### REQUIREMENT
An exact reproduction of all the entries is what the answer must contain.

Dataset entries
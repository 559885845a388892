//! View registries: keyed lookups that always yield a view.

use crate::types::{
    NodeStatus, PayloadKind, WorkflowEvent, WorkflowId, WorkflowInstanceState, WorkspacePayload,
};
use std::collections::HashMap;
use std::fmt::Write as _;
use std::hash::Hash;
use std::sync::Arc;

/// Renders a pinned payload.
pub trait PayloadView: Send + Sync {
    fn name(&self) -> &str;
    fn render(&self, payload: &WorkspacePayload) -> String;
}

/// Renders a workflow instance.
pub trait WorkflowView: Send + Sync {
    fn name(&self) -> &str;
    fn render(&self, state: &WorkflowInstanceState, current_event: Option<&WorkflowEvent>) -> String;
}

/// Mapping with a mandatory fallback: unknown keys get the fallback view.
pub struct ViewRegistry<K, V: ?Sized> {
    views: HashMap<K, Arc<V>>,
    fallback: Arc<V>,
}

impl<K, V> ViewRegistry<K, V>
where
    K: Eq + Hash,
    V: ?Sized,
{
    pub fn new(fallback: Arc<V>) -> Self {
        Self {
            views: HashMap::new(),
            fallback,
        }
    }

    /// Returns the view previously registered for `key`.
    pub fn register(&mut self, key: K, view: Arc<V>) -> Option<Arc<V>> {
        self.views.insert(key, view)
    }

    pub fn with(mut self, key: K, view: Arc<V>) -> Self {
        self.register(key, view);
        self
    }

    pub fn get(&self, key: &K) -> Arc<V> {
        self.views
            .get(key)
            .cloned()
            .unwrap_or_else(|| self.fallback.clone())
    }

    pub fn contains(&self, key: &K) -> bool {
        self.views.contains_key(key)
    }

    pub fn fallback(&self) -> Arc<V> {
        self.fallback.clone()
    }

    pub fn len(&self) -> usize {
        self.views.len()
    }

    pub fn is_empty(&self) -> bool {
        self.views.is_empty()
    }
}

/// Pretty-printed JSON.
#[derive(Debug, Default)]
pub struct JsonPayloadView;

impl PayloadView for JsonPayloadView {
    fn name(&self) -> &str {
        "json"
    }

    fn render(&self, payload: &WorkspacePayload) -> String {
        let body = serde_json::to_string_pretty(&payload.data)
            .unwrap_or_else(|_| payload.data.to_string());
        match &payload.title {
            Some(title) => format!("{}\n{}", title, body),
            None => body,
        }
    }
}

/// Status, current node and node table of any workflow.
#[derive(Debug, Default)]
pub struct GenericWorkflowView;

impl WorkflowView for GenericWorkflowView {
    fn name(&self) -> &str {
        "generic"
    }

    fn render(&self, state: &WorkflowInstanceState, current_event: Option<&WorkflowEvent>) -> String {
        let mut out = String::new();
        let _ = writeln!(
            out,
            "{} [{}] {}",
            state.workflow_id, state.instance_id, state.status
        );
        if let Some(node) = &state.current_node {
            let _ = write!(out, "  at {} ({})", node.name, node.node_type);
            if let Some(description) = &node.description {
                let _ = write!(out, ": {}", description);
            }
            out.push('\n');
        }
        if let Some(event) = current_event {
            let _ = writeln!(
                out,
                "  now: {} {}",
                event.event_type,
                event.node_name.as_deref().or(event.node_id.as_deref()).unwrap_or("")
            );
        }
        let mut nodes: Vec<_> = state.node_states.iter().collect();
        nodes.sort_by(|a, b| a.0.cmp(b.0));
        for (node_id, node_state) in nodes {
            let marker = match node_state.status {
                NodeStatus::Running => '>',
                NodeStatus::Completed => '+',
                NodeStatus::Failed => '!',
                NodeStatus::Skipped => '-',
                NodeStatus::Pending => ' ',
            };
            let _ = writeln!(
                out,
                "  {} {} {} x{}",
                marker, node_id, node_state.status, node_state.execution_count
            );
        }
        if let Some(error) = &state.error {
            let _ = writeln!(out, "  error: {}", error);
        }
        out
    }
}

/// Payload and workflow view lookups of a host.
pub struct ViewRegistries {
    payload_views: ViewRegistry<PayloadKind, dyn PayloadView>,
    workflow_views: ViewRegistry<WorkflowId, dyn WorkflowView>,
}

impl Default for ViewRegistries {
    fn default() -> Self {
        Self::new(Arc::new(JsonPayloadView), Arc::new(GenericWorkflowView))
    }
}

impl ViewRegistries {
    pub fn new(
        payload_fallback: Arc<dyn PayloadView>,
        workflow_fallback: Arc<dyn WorkflowView>,
    ) -> Self {
        Self {
            payload_views: ViewRegistry::new(payload_fallback),
            workflow_views: ViewRegistry::new(workflow_fallback),
        }
    }

    pub fn register_payload_view(&mut self, kind: impl Into<PayloadKind>, view: Arc<dyn PayloadView>) {
        self.payload_views.register(kind.into(), view);
    }

    pub fn register_workflow_view(
        &mut self,
        workflow_id: impl Into<WorkflowId>,
        view: Arc<dyn WorkflowView>,
    ) {
        self.workflow_views.register(workflow_id.into(), view);
    }

    pub fn get_payload_view(&self, kind: &PayloadKind) -> Arc<dyn PayloadView> {
        self.payload_views.get(kind)
    }

    pub fn get_workflow_view(&self, workflow_id: &WorkflowId) -> Arc<dyn WorkflowView> {
        self.workflow_views.get(workflow_id)
    }
}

### EXERCISE OUTPUT
repository 559885845a388892
//! View registries: keyed lookups that always yield a view.

use crate::types::{
    NodeStatus, PayloadKind, WorkflowEvent, WorkflowId, WorkflowInstanceState, WorkspacePayload,
};
use std::collections::HashMap;
use std::fmt::Write as _;
use std::hash::Hash;
use std::sync::Arc;

/// Renders a pinned payload.
pub trait PayloadView: Send + Sync {
    fn name(&self) -> &str;
    fn render(&self, payload: &WorkspacePayload) -> String;
}

/// Renders a workflow instance.
pub trait WorkflowView: Send + Sync {
    fn name(&self) -> &str;
    fn render(&self, state: &WorkflowInstanceState, current_event: Option<&WorkflowEvent>) -> String;
}

/// Mapping with a mandatory fallback: unknown keys get the fallback view.
pub struct ViewRegistry<K, V: ?Sized> {
    views: HashMap<K, Arc<V>>,
    fallback: Arc<V>,
}

impl<K, V> ViewRegistry<K, V>
where
    K: Eq + Hash,
    V: ?Sized,
{
    pub fn new(fallback: Arc<V>) -> Self {
        Self {
            views: HashMap::new(),
            fallback,
        }
    }

    /// Returns the view previously registered for `key`.
    pub fn register(&mut self, key: K, view: Arc<V>) -> Option<Arc<V>> {
        self.views.insert(key, view)
    }

    pub fn with(mut self, key: K, view: Arc<V>) -> Self {
        self.register(key, view);
        self
    }

    pub fn get(&self, key: &K) -> Arc<V> {
        self.views
            .get(key)
            .cloned()
            .unwrap_or_else(|| self.fallback.clone())
    }

    pub fn contains(&self, key: &K) -> bool {
        self.views.contains_key(key)
    }

    pub fn fallback(&self) -> Arc<V> {
        self.fallback.clone()
    }

    pub fn len(&self) -> usize {
        self.views.len()
    }

    pub fn is_empty(&self) -> bool {
        self.views.is_empty()
    }
}

/// Pretty-printed JSON.
#[derive(Debug, Default)]
pub struct JsonPayloadView;

impl PayloadView for JsonPayloadView {
    fn name(&self) -> &str {
        "json"
    }

    fn render(&self, payload: &WorkspacePayload) -> String {
        let body = serde_json::to_string_pretty(&payload.data)
            .unwrap_or_else(|_| payload.data.to_string());
        match &payload.title {
            Some(title) => format!("{}\n{}", title, body),
            None => body,
        }
    }
}

/// Status, current node and node table of any workflow.
#[derive(Debug, Default)]
pub struct GenericWorkflowView;

impl WorkflowView for GenericWorkflowView {
    fn name(&self) -> &str {
        "generic"
    }

    fn render(&self, state: &WorkflowInstanceState, current_event: Option<&WorkflowEvent>) -> String {
        let mut out = String::new();
        let _ = writeln!(
            out,
            "{} [{}] {}",
            state.workflow_id, state.instance_id, state.status
        );
        if let Some(node) = &state.current_node {
            let _ = write!(out, "  at {} ({})", node.name, node.node_type);
            if let Some(description) = &node.description {
                let _ = write!(out, ": {}", description);
            }
            out.push('\n');
        }
        if let Some(event) = current_event {
            let _ = writeln!(
                out,
                "  now: {} {}",
                event.event_type,
                event.node_name.as_deref().or(event.node_id.as_deref()).unwrap_or("")
            );
        }
        let mut nodes: Vec<_> = state.node_states.iter().collect();
        nodes.sort_by(|a, b| a.0.cmp(b.0));
        for (node_id, node_state) in nodes {
            let marker = match node_state.status {
                NodeStatus::Running => '>',
                NodeStatus::Completed => '+',
                NodeStatus::Failed => '!',
                NodeStatus::Skipped => '-',
                NodeStatus::Pending => ' ',
            };
            let _ = writeln!(
                out,
                "  {} {} {} x{}",
                marker, node_id, node_state.status, node_state.execution_count
            );
        }
        if let Some(error) = &state.error {
            let _ = writeln!(out, "  error: {}", error);
        }
        out
    }
}

/// Payload and workflow view lookups of a host.
pub struct ViewRegistries {
    payload_views: ViewRegistry<PayloadKind, dyn PayloadView>,
    workflow_views: ViewRegistry<WorkflowId, dyn WorkflowView>,
}

impl Default for ViewRegistries {
    fn default() -> Self {
        Self::new(Arc::new(JsonPayloadView), Arc::new(GenericWorkflowView))
    }
}

impl ViewRegistries {
    pub fn new(
        payload_fallback: Arc<dyn PayloadView>,
        workflow_fallback: Arc<dyn WorkflowView>,
    ) -> Self {
        Self {
            payload_views: ViewRegistry::new(payload_fallback),
            workflow_views: ViewRegistry::new(workflow_fallback),
        }
    }

    pub fn register_payload_view(&mut self, kind: impl Into<PayloadKind>, view: Arc<dyn PayloadView>) {
        self.payload_views.register(kind.into(), view);
    }

    pub fn register_workflow_view(
        &mut self,
        workflow_id: impl Into<WorkflowId>,
        view: Arc<dyn WorkflowView>,
    ) {
        self.workflow_views.register(workflow_id.into(), view);
    }

    pub fn get_payload_view(&self, kind: &PayloadKind) -> Arc<dyn PayloadView> {
        self.payload_views.get(kind)
    }

    pub fn get_workflow_view(&self, workflow_id: &WorkflowId) -> Arc<dyn WorkflowView> {
        self.workflow_views.get(workflow_id)
    }
}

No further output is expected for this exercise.